I've heard very good things about Hack Reactor as well
My first impression of them is dishonesty.They claim to be "The CS degree for the 21st century" which is simply not true for an intensive web development course.
That said, one weird thing I've heard about Hack Reactor is that they purposely will hold back students they feel aren't 100% where they want them to be and keep them from graduating. Whether that's out of genuine concern for students or it's just to inflate their job placement numbers (or both), I couldn't tell you.
2013 Hack Reactor grad here. I had actually heard this about Dev Bootcamp before applying to HR, so I asked the HR founders during my interviews if they did this and they emphatically said no. Their genuine emphasis on supporting students -- including intensive interventions when they detect students might be falling behind -- was the main reason I decided to fork over $17k to a couple of strangers and move across the country to San Francisco.
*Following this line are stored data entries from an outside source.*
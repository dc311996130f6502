use tokio::sync::broadcast;

use delve_types::EngineEvent;

#[derive(Clone)]
pub struct EventBus {
    tx: broadcast::Sender<EngineEvent>,
}

impl EventBus {
    pub fn new() -> Self {
        let (tx, _) = broadcast::channel(2048);
        Self { tx }
    }

    pub fn subscribe(&self) -> broadcast::Receiver<EngineEvent> {
        self.tx.subscribe()
    }

    pub fn publish(&self, event: EngineEvent) {
        let _ = self.tx.send(event);
    }
}

impl Default for EventBus {
    fn default() -> Self {
        Self::new()
    }
}

#[cfg(test)]
mod tests {
    use super::*;
    use serde_json::json;

    #[tokio::test]
    async fn subscribers_receive_published_events() {
        let bus = EventBus::new();
        let mut rx = bus.subscribe();
        bus.publish(EngineEvent::new("run.started", json!({"sessionId": "s1"})));
        let event = rx.recv().await.expect("event");
        assert_eq!(event.event_type, "run.started");
        assert_eq!(event.session_id(), Some("s1"));
    }

    #[test]
    fn publishing_without_subscribers_is_silent() {
        EventBus::default().publish(EngineEvent::new("noop", json!({})));
    }
}
//! Deterministic capabilities for tests and offline runs.

use std::collections::{HashMap, HashSet};
use std::sync::atomic::{AtomicUsize, Ordering};
use std::sync::{Arc, Mutex};
use std::time::Duration;

use async_trait::async_trait;
use tokio::sync::Semaphore;

use crate::search::{favicon_for, search_result};
use crate::{
    AnalyzeOutput, Capability, DiscoveredSource, ReportOutput, SynthesizeOutput, ToolContext,
    ToolInput, ToolKind, ToolOutput, ToolResult,
};

pub struct ScriptedAnalyzer {
    outcome: Result<AnalyzeOutput, String>,
}

impl ScriptedAnalyzer {
    pub fn direct() -> Self {
        Self {
            outcome: Ok(AnalyzeOutput {
                needs_deep_search: false,
                search_queries: Vec::new(),
                reasoning: "answerable without search".to_string(),
            }),
        }
    }

    pub fn deep(queries: &[&str]) -> Self {
        Self {
            outcome: Ok(AnalyzeOutput {
                needs_deep_search: true,
                search_queries: queries.iter().map(|q| q.to_string()).collect(),
                reasoning: "needs current sources".to_string(),
            }),
        }
    }

    pub fn failing(message: impl Into<String>) -> Self {
        Self {
            outcome: Err(message.into()),
        }
    }
}

#[async_trait]
impl Capability for ScriptedAnalyzer {
    fn kind(&self) -> ToolKind {
        ToolKind::Analyze
    }

    async fn invoke(&self, _input: ToolInput, _ctx: &ToolContext) -> anyhow::Result<ToolResult> {
        let output = self.outcome.clone().map_err(anyhow::Error::msg)?;
        Ok(ToolResult {
            reasoning: output.reasoning.clone(),
            output: ToolOutput::Analyze(output),
            sources: Vec::new(),
        })
    }
}

/// Search that fabricates one source per query, with optional per-query
/// delays, failures and a shared url surfaced by every query.
#[derive(Default)]
pub struct ScriptedSearch {
    delays: HashMap<String, Duration>,
    failures: HashSet<String>,
    shared_url: Option<String>,
    gate: Option<Arc<Semaphore>>,
    completed: Mutex<Vec<String>>,
}

impl ScriptedSearch {
    pub fn new() -> Self {
        Self::default()
    }

    pub fn with_delay(mut self, query: &str, delay: Duration) -> Self {
        self.delays.insert(query.to_string(), delay);
        self
    }

    pub fn with_failure(mut self, query: &str) -> Self {
        self.failures.insert(query.to_string());
        self
    }

    pub fn with_shared_url(mut self, url: &str) -> Self {
        self.shared_url = Some(url.to_string());
        self
    }

    /// Every search waits for one permit from `gate` before returning.
    pub fn with_gate(mut self, gate: Arc<Semaphore>) -> Self {
        self.gate = Some(gate);
        self
    }

    /// Queries in the order their searches finished.
    pub fn completion_order(&self) -> Vec<String> {
        self.completed
            .lock()
            .map(|order| order.clone())
            .unwrap_or_default()
    }

    fn sources_for(&self, query: &str) -> Vec<DiscoveredSource> {
        let slug = query
            .chars()
            .map(|c| if c.is_ascii_alphanumeric() { c.to_ascii_lowercase() } else { '-' })
            .collect::<String>();
        let mut urls = vec![format!("https://example.com/{slug}")];
        urls.extend(self.shared_url.clone());
        urls.into_iter()
            .map(|url| DiscoveredSource {
                title: format!("Result for {query}"),
                content: format!("Findings about {query}"),
                favicon: favicon_for(&url),
                images: Vec::new(),
                url,
            })
            .collect()
    }
}

#[async_trait]
impl Capability for ScriptedSearch {
    fn kind(&self) -> ToolKind {
        ToolKind::Search
    }

    async fn invoke(&self, input: ToolInput, _ctx: &ToolContext) -> anyhow::Result<ToolResult> {
        let ToolInput::Search(input) = input else {
            anyhow::bail!("webSearchTool received a foreign input");
        };
        if let Some(delay) = self.delays.get(&input.query) {
            tokio::time::sleep(*delay).await;
        }
        if let Some(gate) = &self.gate {
            gate.acquire().await?.forget();
        }
        if let Ok(mut completed) = self.completed.lock() {
            completed.push(input.query.clone());
        }
        if self.failures.contains(&input.query) {
            anyhow::bail!("search backend unavailable for `{}`", input.query);
        }
        Ok(search_result(&input.query, self.sources_for(&input.query)))
    }
}

enum SynthesisMode {
    Done,
    AlwaysMore,
    FollowUpOnce(Vec<String>),
    Fail(String),
}

pub struct ScriptedSynthesizer {
    mode: SynthesisMode,
    calls: AtomicUsize,
}

impl ScriptedSynthesizer {
    fn with_mode(mode: SynthesisMode) -> Self {
        Self {
            mode,
            calls: AtomicUsize::new(0),
        }
    }

    pub fn done() -> Self {
        Self::with_mode(SynthesisMode::Done)
    }

    /// Requests one more search on every call.
    pub fn always_more() -> Self {
        Self::with_mode(SynthesisMode::AlwaysMore)
    }

    /// Requests `queries` on the first call, then finishes.
    pub fn follow_up_once(queries: &[&str]) -> Self {
        Self::with_mode(SynthesisMode::FollowUpOnce(
            queries.iter().map(|q| q.to_string()).collect(),
        ))
    }

    pub fn failing(message: impl Into<String>) -> Self {
        Self::with_mode(SynthesisMode::Fail(message.into()))
    }

    pub fn calls(&self) -> usize {
        self.calls.load(Ordering::SeqCst)
    }
}

#[async_trait]
impl Capability for ScriptedSynthesizer {
    fn kind(&self) -> ToolKind {
        ToolKind::Synthesize
    }

    async fn invoke(&self, input: ToolInput, _ctx: &ToolContext) -> anyhow::Result<ToolResult> {
        let ToolInput::Synthesize(input) = input else {
            anyhow::bail!("synthesizeTool received a foreign input");
        };
        let call = self.calls.fetch_add(1, Ordering::SeqCst);
        let follow_up_queries = match &self.mode {
            SynthesisMode::Done => Vec::new(),
            SynthesisMode::AlwaysMore => vec![format!("follow-up {}", call + 1)],
            SynthesisMode::FollowUpOnce(queries) if call == 0 => queries.clone(),
            SynthesisMode::FollowUpOnce(_) => Vec::new(),
            SynthesisMode::Fail(message) => anyhow::bail!(message.clone()),
        };
        let output = SynthesizeOutput {
            needs_more_search: !follow_up_queries.is_empty(),
            follow_up_queries,
            reasoning: format!("reviewed {} findings", input.findings.len()),
            summary: format!("Summary of {} findings.", input.findings.len()),
        };
        Ok(ToolResult {
            reasoning: output.reasoning.clone(),
            output: ToolOutput::Synthesize(output),
            sources: Vec::new(),
        })
    }
}

pub struct ScriptedReporter {
    outcome: Result<String, String>,
}

impl ScriptedReporter {
    pub fn new(report: impl Into<String>) -> Self {
        Self {
            outcome: Ok(report.into()),
        }
    }

    pub fn failing(message: impl Into<String>) -> Self {
        Self {
            outcome: Err(message.into()),
        }
    }
}

#[async_trait]
impl Capability for ScriptedReporter {
    fn kind(&self) -> ToolKind {
        ToolKind::Report
    }

    async fn invoke(&self, input: ToolInput, _ctx: &ToolContext) -> anyhow::Result<ToolResult> {
        let ToolInput::Report(input) = input else {
            anyhow::bail!("generateReportTool received a foreign input");
        };
        let report = self.outcome.clone().map_err(anyhow::Error::msg)?;
        Ok(ToolResult {
            reasoning: format!("Compiled report from {} findings", input.findings.len()),
            output: ToolOutput::Report(ReportOutput { report }),
            sources: Vec::new(),
        })
    }
}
And they didn't disappoint me. Our cohort of 26 had two drop-outs: one guy on the second day (he was from Atlanta, felt a little out of place and wanted to go home, so he became the first person to take HR up on their "full refund if for any reason you want to quit during the first week" offer) and a girl almost midway through the course (she got intensive support, we were all really rallying for her, but she didn't want to keep going). Everyone else pulled together, worked long hours, built some incredible projects, and landed jobs at lots of Companies You've Heard Of. But don't take my word for it... check out the [Hack Reactor alumni page](http://www.hackreactor.com/students/) and see for yourself.
I don't know a single student who has been held back, although I graduated nearly two years ago and my experience may be outdated.
Huh, interesting. I knew DBC does that too but they seemed much more upfront about it in their ad copy (and in fact it was touted as a selling point). FWIW, a/A sounds similar to HR by how you describe it; they want everyone to succeed and will give you plenty of support but if you still aren't pulling your weight you'll get booted. There was a guy in our cohort who dropped right before final projects and they let him come back at the same point in the next cycle but they made an exception for him because he had personal reasons for dropping.
But yeah, besides that, great learning environment, everyone wants everyone else to do well, build cool shit and get good jobs. I'd recommend a/A in a heartbeat to anyone, with the caveat that you've done enough programming to know it's something you enjoy doing. (But the amount of Ruby you have to learn to get through the admission process successfully is a pretty decent litmus test.)
I enjoyed HR, I'm valuable for the company I'm working for, I maintain a couple of successful Open Source projects (~ 500 stars each) in Go, JavaScript and Haskell.
Without being too arrogant, most CS graduates can barely code. And realistically that's what most of us either do or should do all day long.